*** Opening DATA EXTRACT ***

//! Input event types
//!
//! Platform-agnostic pointer events, reduced to the subset a single
//! gesture-driven widget needs. Event ids are plain `u32` so interaction
//! FSMs can match on them without allocation.

use crate::geometry::Point;

/// Event type identifier
pub type EventType = u32;

/// Pointer event ids
pub mod event_types {
    use super::EventType;

    pub const POINTER_DOWN: EventType = 1;
    pub const POINTER_UP: EventType = 2;
    pub const POINTER_MOVE: EventType = 3;
    /// Gesture aborted by the platform (touch cancelled, window lost focus)
    /// or by the maximum-hold fail-safe. Routed through the same finalize
    /// path as a normal release.
    pub const POINTER_CANCEL: EventType = 4;
    /// Pointer moved while pressed; carries a translation from the press origin
    pub const DRAG: EventType = 5;
    /// Pointer released after dragging
    pub const DRAG_END: EventType = 6;
}

/// A pointer event with its position
#[derive(Clone, Copy, Debug)]
pub struct PointerEvent {
    pub event_type: EventType,
    pub position: Point,
}

impl PointerEvent {
    pub fn new(event_type: EventType, position: Point) -> Self {
        Self {
            event_type,
            position,
        }
    }

    pub fn down(x: f32, y: f32) -> Self {
        Self::new(event_types::POINTER_DOWN, Point::new(x, y))
    }

    pub fn moved(x: f32, y: f32) -> Self {
        Self::new(event_types::POINTER_MOVE, Point::new(x, y))
    }

    pub fn up(x: f32, y: f32) -> Self {
        Self::new(event_types::POINTER_UP, Point::new(x, y))
    }

    pub fn cancel(x: f32, y: f32) -> Self {
        Self::new(event_types::POINTER_CANCEL, Point::new(x, y))
    }
}
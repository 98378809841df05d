//! Geometric primitives
//!
//! Minimal 2D types for gesture handling and hit testing. Every interactive
//! affordance in this system is a circle, so circular containment is the
//! only hit-test shape provided.

/// A point in 2D space
#[derive(Clone, Copy, Debug, Default, PartialEq)]
pub struct Point {
    pub x: f32,
    pub y: f32,
}

impl Point {
    pub const ZERO: Point = Point { x: 0.0, y: 0.0 };

    pub const fn new(x: f32, y: f32) -> Self {
        Self { x, y }
    }

    /// Vector from `other` to `self`
    pub fn offset_from(&self, other: Point) -> Vec2 {
        Vec2::new(self.x - other.x, self.y - other.y)
    }
}

/// A 2D vector
#[derive(Clone, Copy, Debug, Default, PartialEq)]
pub struct Vec2 {
    pub x: f32,
    pub y: f32,
}

impl Vec2 {
    pub const ZERO: Vec2 = Vec2 { x: 0.0, y: 0.0 };

    pub const fn new(x: f32, y: f32) -> Self {
        Self { x, y }
    }

    pub fn length(&self) -> f32 {
        (self.x * self.x + self.y * self.y).sqrt()
    }
}

/// A circle, used for hit testing the counter and button affordances
#[derive(Clone, Copy, Debug, PartialEq)]
pub struct Circle {
    pub center: Point,
    pub radius: f32,
}

impl Circle {
    pub const fn new(center: Point, radius: f32) -> Self {
        Self { center, radius }
    }

    /// Whether `point` lies inside (or on) the circle
    pub fn contains(&self, point: Point) -> bool {
        point.offset_from(self.center).length() <= self.radius
    }
}

#[cfg(test)]
mod tests {
    use super::*;

    #[test]
    fn test_offset_from() {
        let a = Point::new(3.0, 4.0);
        let b = Point::new(1.0, 1.0);
        let v = a.offset_from(b);
        assert_eq!(v, Vec2::new(2.0, 3.0));
    }

    #[test]
    fn test_circle_contains() {
        let circle = Circle::new(Point::new(10.0, 10.0), 5.0);

        assert!(circle.contains(Point::new(10.0, 10.0)));
        assert!(circle.contains(Point::new(13.0, 14.0))); // distance 5.0, on the rim
        assert!(!circle.contains(Point::new(10.0, 15.1)));
    }
}
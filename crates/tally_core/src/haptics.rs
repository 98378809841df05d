//! Haptic feedback abstraction
//!
//! Widgets request feedback through a driver trait so the same interaction
//! code runs against a platform bridge in production and a recording driver
//! in tests. The default driver does nothing, which is also the correct
//! behavior on hosts without a vibration motor.

use std::sync::{Arc, Mutex};

/// The kinds of feedback the counter widgets request
#[derive(Clone, Copy, Debug, PartialEq, Eq, Hash)]
pub enum Impulse {
    /// Light impact, fired on each count adjustment during a drag
    Light,
    /// Selection tick, fired when a tap button engages
    Selection,
}

/// Driver for haptic feedback
///
/// Platform integrations register a real implementation; tests use
/// [`RecordingHaptics`].
pub trait HapticDriver: Send + Sync {
    fn pulse(&self, impulse: Impulse);
}

/// Shared driver handle as stored by widgets
pub type SharedHaptics = Arc<dyn HapticDriver>;

/// Driver that ignores all feedback requests
#[derive(Debug, Default)]
pub struct NoopHaptics;

impl HapticDriver for NoopHaptics {
    fn pulse(&self, _impulse: Impulse) {}
}

/// Driver that records every pulse, for asserting feedback in tests
#[derive(Debug, Default)]
pub struct RecordingHaptics {
    pulses: Mutex<Vec<Impulse>>,
}

impl RecordingHaptics {
    pub fn new() -> Arc<Self> {
        Arc::new(Self::default())
    }

    /// All pulses recorded so far, in order
    pub fn pulses(&self) -> Vec<Impulse> {
        self.pulses.lock().unwrap().clone()
    }

    /// Number of pulses of a given kind
    pub fn count_of(&self, impulse: Impulse) -> usize {
        self.pulses
            .lock()
            .unwrap()
            .iter()
            .filter(|p| **p == impulse)
            .count()
    }

    pub fn clear(&self) {
        self.pulses.lock().unwrap().clear();
    }
}

impl HapticDriver for RecordingHaptics {
    fn pulse(&self, impulse: Impulse) {
        tracing::trace!(?impulse, "haptic pulse");
        self.pulses.lock().unwrap().push(impulse);
    }
}

#[cfg(test)]
mod tests {
    use super::*;

    #[test]
    fn test_recording_driver_keeps_order() {
        let haptics = RecordingHaptics::new();
        haptics.pulse(Impulse::Selection);
        haptics.pulse(Impulse::Light);
        haptics.pulse(Impulse::Light);

        assert_eq!(
            haptics.pulses(),
            vec![Impulse::Selection, Impulse::Light, Impulse::Light]
        );
        assert_eq!(haptics.count_of(Impulse::Light), 2);
    }

    #[test]
    fn test_noop_driver_is_silent() {
        // Only checks it can be called through the trait object
        let haptics: SharedHaptics = Arc::new(NoopHaptics);
        haptics.pulse(Impulse::Light);
    }
}
//! Layout metrics
//!
//! Every dimension in the widget is derived from the window width, so the
//! counter scales uniformly across devices. The ratios match the reference
//! design: the counter pill is 43% of the window wide, the draggable circle
//! is 75% of the pill height, and the drag range leaves the circle flush
//! with the pill ends at the extremes.

use thiserror::Error;

/// Why a window width cannot produce usable metrics
#[derive(Debug, Error, PartialEq)]
pub enum MetricsError {
    #[error("window width must be finite, got {0}")]
    NonFinite(f32),
    #[error("window width must be positive, got {0}")]
    NonPositive(f32),
    #[error("window width {width} leaves no room between the extreme bands (horizontal range {range}, band {band})")]
    TooNarrow { width: f32, range: f32, band: f32 },
}

/// Size-derived layout constants for the counter and its affordances
#[derive(Clone, Copy, Debug, PartialEq)]
pub struct Metrics {
    /// Width of the counter pill
    pub counter_width: f32,
    /// Height of the counter pill
    pub counter_height: f32,
    /// Diameter of the draggable circle
    pub circle_diameter: f32,
    /// Diameter of each tap button
    pub button_diameter: f32,
    /// Horizontal distance from pill center to each button center
    pub button_offset: f32,
    /// Horizontal drag clamp (symmetric about center)
    pub max_horizontal: f32,
    /// Vertical drag clamp (downward only)
    pub max_vertical: f32,
    /// Depth of the extreme bands that trigger counting / reset
    pub count_tolerance: f32,
    /// Displacement needed to lock the drag axis
    pub axis_threshold: f32,
    /// Horizontal wiggle allowed while the axis is locked vertical
    pub vertical_wiggle: f32,
}

impl Metrics {
    /// Tick interval when acceleration begins (ms)
    pub const INITIAL_TICK_INTERVAL_MS: f32 = 1500.0;
    /// Tick interval floor (ms)
    pub const FINAL_TICK_INTERVAL_MS: f32 = 100.0;
    /// Window over which the interval decays from initial to final (ms)
    pub const ACCELERATION_RAMP_MS: f32 = 1800.0;
    /// Fail-safe: a button press held longer than this disengages
    pub const BUTTON_MAX_HOLD_MS: f32 = 10_000.0;
    /// Fail-safe: a press on the main circle held longer than this disengages
    pub const CIRCLE_MAX_HOLD_MS: f32 = 100_000.0;

    /// Derive metrics from the window width
    pub fn from_window_width(width: f32) -> Result<Self, MetricsError> {
        if !width.is_finite() {
            return Err(MetricsError::NonFinite(width));
        }
        if width <= 0.0 {
            return Err(MetricsError::NonPositive(width));
        }

        let counter_width = width * 0.43;
        let counter_height = counter_width * 0.44;
        let circle_diameter = counter_height * 0.75;
        let count_tolerance = 20.0;
        let max_horizontal = counter_width * 0.45 - circle_diameter / 2.0;

        if max_horizontal <= count_tolerance {
            return Err(MetricsError::TooNarrow {
                width,
                range: max_horizontal,
                band: count_tolerance,
            });
        }

        Ok(Self {
            counter_width,
            counter_height,
            circle_diameter,
            button_diameter: width * 0.1,
            button_offset: counter_width / 3.0,
            max_horizontal,
            max_vertical: counter_height * 0.85,
            count_tolerance,
            axis_threshold: 5.0,
            vertical_wiggle: 30.0,
        })
    }
}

*** Closing DATA EXTRACT ***

**WHAT TO DO:** All lines with the string "position" must be copied from the data.

**OUTPUT OF THE TASK:**
/// A pointer event with its position
    pub position: Point,
    pub fn new(event_type: EventType, position: Point) -> Self {
            position,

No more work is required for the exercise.